- _Your objective_
Work out how many lines of the listing below include the string "does", and give that number alone.

++++ Data for the task

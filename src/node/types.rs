//! Node state and status types.
//!
//! # State Transitions
//!
//! ```text
//!                  start()
//! Created ───────────────────→ Connecting
//!    ↑ │                         │      │
//!    │ │ shutdown()  (probe ok)  │      │ (broker unreachable)
//!    │ │                         ↓      ↓
//!    │ │                     Running ──→ Failed
//!    │ │                         │  (protocol error)
//!    │ │              shutdown() │
//!    │ │                         ↓
//!    │ └──────────────→ ShuttingDown ──→ Stopped
//!    │                                      │
//!    └────────── reload() ──────────────────┘ (also from Failed)
//! ```
//!
//! - **Created**: after `NetEvents::new()` or during `reload()`. No connections.
//! - **Connecting**: `start()` is probing the broker.
//! - **Running**: subscriber and publisher tasks are live. The subscriber
//!   may still be reconnecting; see [`SubscriberState`].
//! - **ShuttingDown**: tasks signalled, being joined.
//! - **Stopped**: pool closed. Only `reload()` leaves it.
//! - **Failed**: the startup probe could not reach the broker, or the broker
//!   rejected the subscription. The cause is in [`StatusReport::last_error`].

use crate::envelope::OriginId;
use crate::pool::PoolStats;
use crate::publisher::PublisherCounters;
use crate::subscriber::{SubscriberCounters, SubscriberState};
use serde::Serialize;
use std::fmt;
use uuid::Uuid;

/// Lifecycle state of a [`NetEvents`](super::NetEvents) node.
#[derive(Debug, Clone, Copy, PartialEq, Eq, Serialize)]
pub enum NodeState {
    /// Created but not started.
    Created,
    /// Probing the broker.
    Connecting,
    /// Replicating.
    Running,
    /// Stopping tasks.
    ShuttingDown,
    /// Shut down cleanly.
    Stopped,
    /// Startup probe or subscription failed for good. Recover with `reload()`.
    Failed,
}

impl fmt::Display for NodeState {
    fn fmt(&self, f: &mut fmt::Formatter<'_>) -> fmt::Result {
        match self {
            NodeState::Created => write!(f, "Created"),
            NodeState::Connecting => write!(f, "Connecting"),
            NodeState::Running => write!(f, "Running"),
            NodeState::ShuttingDown => write!(f, "ShuttingDown"),
            NodeState::Stopped => write!(f, "Stopped"),
            NodeState::Failed => write!(f, "Failed"),
        }
    }
}

/// Status snapshot for operators.
///
/// Collected from atomics and watch channels only; building one does no I/O.
///
/// ```rust,ignore
/// let status = node.status();
/// println!("{}", status);                           // human summary
/// let json = serde_json::to_string(&status)?;       // machine-readable
/// ```
#[derive(Debug, Clone, Serialize)]
pub struct StatusReport {
    pub server_id: Uuid,
    pub origin: OriginId,
    pub broker: String,
    pub state: NodeState,
    /// `None` before start.
    pub subscriber_state: Option<SubscriberState>,
    /// Has the subscription ever been acknowledged.
    pub ready: bool,
    pub debug: bool,
    pub subscriber: SubscriberCounters,
    pub publisher: PublisherCounters,
    pub pool: PoolStats,
    /// Why the node went to `Failed`, if it did.
    pub last_error: Option<String>,
}

impl StatusReport {
    /// Running with a live subscription.
    pub fn is_healthy(&self) -> bool {
        self.state == NodeState::Running && self.subscriber_state == Some(SubscriberState::Active)
    }
}

impl fmt::Display for StatusReport {
    fn fmt(&self, f: &mut fmt::Formatter<'_>) -> fmt::Result {
        let subscription = match self.subscriber_state {
            Some(state) => state.to_string(),
            None => "not started".to_string(),
        };

        writeln!(f, "NetEvents status")?;
        writeln!(f, "  Server ID:     {}", self.server_id)?;
        writeln!(f, "  Origin:        {}", self.origin)?;
        writeln!(f, "  Broker:        {}", self.broker)?;
        writeln!(f, "  State:         {}", self.state)?;
        writeln!(f, "  Subscription:  {} (ready: {})", subscription, self.ready)?;
        writeln!(f, "  Debug mode:    {}", if self.debug { "on" } else { "off" })?;
        writeln!(
            f,
            "  Outbound:      {} queued, {} published, {} dropped",
            self.publisher.queue_depth, self.publisher.published, self.publisher.dropped
        )?;
        writeln!(
            f,
            "  Inbound:       {} forwarded, {} own, {} malformed, {} unknown",
            self.subscriber.forwarded,
            self.subscriber.dropped_self,
            self.subscriber.dropped_malformed,
            self.subscriber.dropped_unknown
        )?;
        writeln!(
            f,
            "  Reconnects:    {} ({} outages reported)",
            self.subscriber.reconnects, self.subscriber.failure_reports
        )?;
        write!(
            f,
            "  Connections:   {} idle, {} in use, {} opened",
            self.pool.idle, self.pool.outstanding, self.pool.created
        )?;
        if let Some(ref error) = self.last_error {
            write!(f, "\n  Last error:    {}", error)?;
        }
        Ok(())
    }
}
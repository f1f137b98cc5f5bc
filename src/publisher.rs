//! Publisher: the outbound send queue.
//!
//! Callers encode and enqueue without touching the network. A single worker
//! task drains the queue in FIFO order, publishing each frame on a pooled
//! connection.
//!
//! # Drop Policy
//!
//! Delivery is best-effort. A frame that cannot be published is dropped,
//! never retried, so one dead broker does not build up a backlog that
//! replays stale events later.
//!
//! | Failure | Connection | Frame |
//! |---------|------------|-------|
//! | Pool exhausted / broker unreachable | n/a | dropped |
//! | Connection lost mid-publish | discarded | dropped |
//! | Broker rejected the command | returned healthy | dropped |
//!
//! On shutdown the worker stops at the next wait point and anything still
//! queued is abandoned.

use crate::broker::{BrokerConnection, Connector};
use crate::config::CHANNEL;
use crate::debug::DebugFlag;
use crate::debug_log;
use crate::envelope::{self, OriginId};
use crate::error::{NetEventsError, Result};
use crate::metrics;
use crate::pool::ConnectionPool;
use crate::resilience::shutdown_signalled;
use serde::Serialize;
use std::sync::atomic::{AtomicU64, Ordering};
use std::sync::Arc;
use std::time::Instant;
use tokio::sync::{mpsc, watch};
use tokio::task::JoinHandle;
use tracing::{debug, info, info_span, warn, Instrument};

/// Live publisher counters.
#[derive(Debug, Default)]
pub struct PublisherStats {
    enqueued: AtomicU64,
    published: AtomicU64,
    dropped: AtomicU64,
    depth: AtomicU64,
}

/// Point-in-time copy of [`PublisherStats`].
#[derive(Debug, Clone, Copy, Default, PartialEq, Eq, Serialize)]
pub struct PublisherCounters {
    pub enqueued: u64,
    pub published: u64,
    pub dropped: u64,
    pub queue_depth: u64,
}

impl PublisherStats {
    pub fn enqueued(&self) -> u64 {
        self.enqueued.load(Ordering::Relaxed)
    }

    pub fn published(&self) -> u64 {
        self.published.load(Ordering::Relaxed)
    }

    pub fn dropped(&self) -> u64 {
        self.dropped.load(Ordering::Relaxed)
    }

    /// Frames waiting for the worker.
    pub fn queue_depth(&self) -> u64 {
        self.depth.load(Ordering::Relaxed)
    }

    pub fn snapshot(&self) -> PublisherCounters {
        PublisherCounters {
            enqueued: self.enqueued(),
            published: self.published(),
            dropped: self.dropped(),
            queue_depth: self.queue_depth(),
        }
    }
}

/// Producer side of the send queue. Cheap to clone.
#[derive(Clone)]
pub struct Publisher {
    tx: mpsc::UnboundedSender<Vec<u8>>,
    stats: Arc<PublisherStats>,
}

impl Publisher {
    /// Spawn the worker and return the queue handle plus the worker's task.
    pub fn spawn<K: Connector>(
        pool: Arc<ConnectionPool<K>>,
        debug: DebugFlag,
        shutdown_rx: watch::Receiver<bool>,
    ) -> (Self, JoinHandle<()>) {
        let (tx, rx) = mpsc::unbounded_channel();
        let stats = Arc::new(PublisherStats::default());

        let worker = Worker {
            pool,
            rx,
            stats: Arc::clone(&stats),
            debug,
        };
        let task = tokio::spawn(worker.run(shutdown_rx).instrument(info_span!("publisher")));

        (Self { tx, stats }, task)
    }

    /// Frame `payload` with `origin` and queue it for publishing.
    ///
    /// Never waits on the broker. Fails only once the worker has stopped.
    pub fn enqueue(&self, origin: OriginId, payload: &[u8]) -> Result<()> {
        let frame = envelope::encode(origin, payload);
        // Count before sending so the worker never decrements below zero
        let depth = self.stats.depth.fetch_add(1, Ordering::Relaxed) + 1;

        if self.tx.send(frame).is_err() {
            self.stats.depth.fetch_sub(1, Ordering::Relaxed);
            return Err(NetEventsError::Shutdown);
        }

        self.stats.enqueued.fetch_add(1, Ordering::Relaxed);
        metrics::record_publish("enqueued");
        metrics::set_queue_depth(depth);
        Ok(())
    }

    pub fn stats(&self) -> &Arc<PublisherStats> {
        &self.stats
    }

    /// True once the worker has stopped and the queue is closed.
    pub fn is_closed(&self) -> bool {
        self.tx.is_closed()
    }
}

struct Worker<K: Connector> {
    pool: Arc<ConnectionPool<K>>,
    rx: mpsc::UnboundedReceiver<Vec<u8>>,
    stats: Arc<PublisherStats>,
    debug: DebugFlag,
}

impl<K: Connector> Worker<K> {
    async fn run(mut self, mut shutdown_rx: watch::Receiver<bool>) {
        info!("Publisher started");

        loop {
            let frame = tokio::select! {
                biased;
                _ = shutdown_signalled(&mut shutdown_rx) => break,
                frame = self.rx.recv() => match frame {
                    Some(frame) => frame,
                    None => break,
                },
            };

            let depth = self.stats.depth.fetch_sub(1, Ordering::Relaxed).saturating_sub(1);
            metrics::set_queue_depth(depth);

            tokio::select! {
                biased;
                _ = shutdown_signalled(&mut shutdown_rx) => {
                    self.drop_frame();
                    break;
                }
                _ = self.publish(&frame) => {}
            }
        }

        self.rx.close();
        let abandoned = self.stats.queue_depth();
        if abandoned > 0 {
            info!(abandoned, "Publisher stopped, queued events abandoned");
        } else {
            info!("Publisher stopped");
        }
    }

    async fn publish(&self, frame: &[u8]) {
        let mut conn = match self.pool.acquire().await {
            Ok(conn) => conn,
            Err(e) => {
                warn!(error = %e, bytes = frame.len(), "No broker connection, dropped outbound event");
                self.drop_frame();
                return;
            }
        };

        let started = Instant::now();
        match conn.publish(CHANNEL, frame).await {
            Ok(()) => {
                metrics::record_publish_latency(started.elapsed());
                self.pool.release(conn, true);
                self.stats.published.fetch_add(1, Ordering::Relaxed);
                metrics::record_publish("published");
                debug_log!(self.debug, bytes = frame.len(), "Published event");
            }
            Err(e) if e.is_retryable() => {
                self.pool.release(conn, false);
                warn!(error = %e, "Connection lost while publishing, dropped outbound event");
                self.drop_frame();
            }
            Err(e) => {
                // The connection still works, only this command failed
                self.pool.release(conn, true);
                warn!(error = %e, "Broker rejected publish, dropped outbound event");
                metrics::record_error("publisher", e.kind());
                self.drop_frame();
            }
        }
    }

    fn drop_frame(&self) {
        self.stats.dropped.fetch_add(1, Ordering::Relaxed);
        metrics::record_publish("dropped");
        debug!(dropped = self.stats.dropped(), "Outbound event dropped");
    }
}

++++++++

- _Your solution_
2